/// URL status definitions for tracking crawl progress
///
/// This module defines every status a URL record moves through during a crawl.
use std::fmt;

/// Represents the current status of a URL in the crawl pipeline
///
/// The normal cycle is `Init -> Waiting -> Enqueued -> Sieving -> Fetched|Error`,
/// returning to `Waiting` whenever the controller asks for a revisit.
/// `Redirected` marks the original URL of a redirect chain.
#[derive(Debug, Clone, Copy, PartialEq, Eq, Hash, Default)]
pub enum UrlStatus {
    /// Record created, not yet scheduled
    #[default]
    Init,

    /// Scheduled by the controller, on its way into the wait queue
    Waiting,

    /// Held by the wait queue
    Enqueued,

    /// Picked up by a request maker, request in flight
    Sieving,

    /// Last fetch succeeded
    Fetched,

    /// Last fetch of this URL ended at a different URL
    Redirected,

    /// Last fetch failed
    Error,
}

impl UrlStatus {
    /// Returns true while the URL is inside the pipeline
    pub fn is_in_flight(&self) -> bool {
        matches!(self, Self::Waiting | Self::Enqueued | Self::Sieving)
    }

    /// Returns true if the last fetch attempt has completed
    pub fn is_settled(&self) -> bool {
        matches!(self, Self::Fetched | Self::Redirected | Self::Error)
    }

    /// Converts the status to a database string representation
    pub fn to_db_string(&self) -> &'static str {
        match self {
            Self::Init => "init",
            Self::Waiting => "waiting",
            Self::Enqueued => "enqueued",
            Self::Sieving => "sieving",
            Self::Fetched => "fetched",
            Self::Redirected => "redirected",
            Self::Error => "error",
        }
    }

    /// Parses a status from a database string representation
    ///
    /// Returns None if the string doesn't match any known status.
    pub fn from_db_string(s: &str) -> Option<Self> {
        match s {
            "init" => Some(Self::Init),
            "waiting" => Some(Self::Waiting),
            "enqueued" => Some(Self::Enqueued),
            "sieving" => Some(Self::Sieving),
            "fetched" => Some(Self::Fetched),
            "redirected" => Some(Self::Redirected),
            "error" => Some(Self::Error),
            _ => None,
        }
    }

    /// Returns all possible statuses
    pub fn all() -> [Self; 7] {
        [
            Self::Init,
            Self::Waiting,
            Self::Enqueued,
            Self::Sieving,
            Self::Fetched,
            Self::Redirected,
            Self::Error,
        ]
    }
}

impl fmt::Display for UrlStatus {
    fn fmt(&self, f: &mut fmt::Formatter<'_>) -> fmt::Result {
        write!(f, "{}", self.to_db_string())
    }
}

##########

## Problem
From the entries above, list each line with "Some" in it.

## Answer for this exercise
            "init" => Some(Self::Init),
            "waiting" => Some(Self::Waiting),
            "enqueued" => Some(Self::Enqueued),
            "sieving" => Some(Self::Sieving),
            "fetched" => Some(Self::Fetched),
            "redirected" => Some(Self::Redirected),
            "error" => Some(Self::Error),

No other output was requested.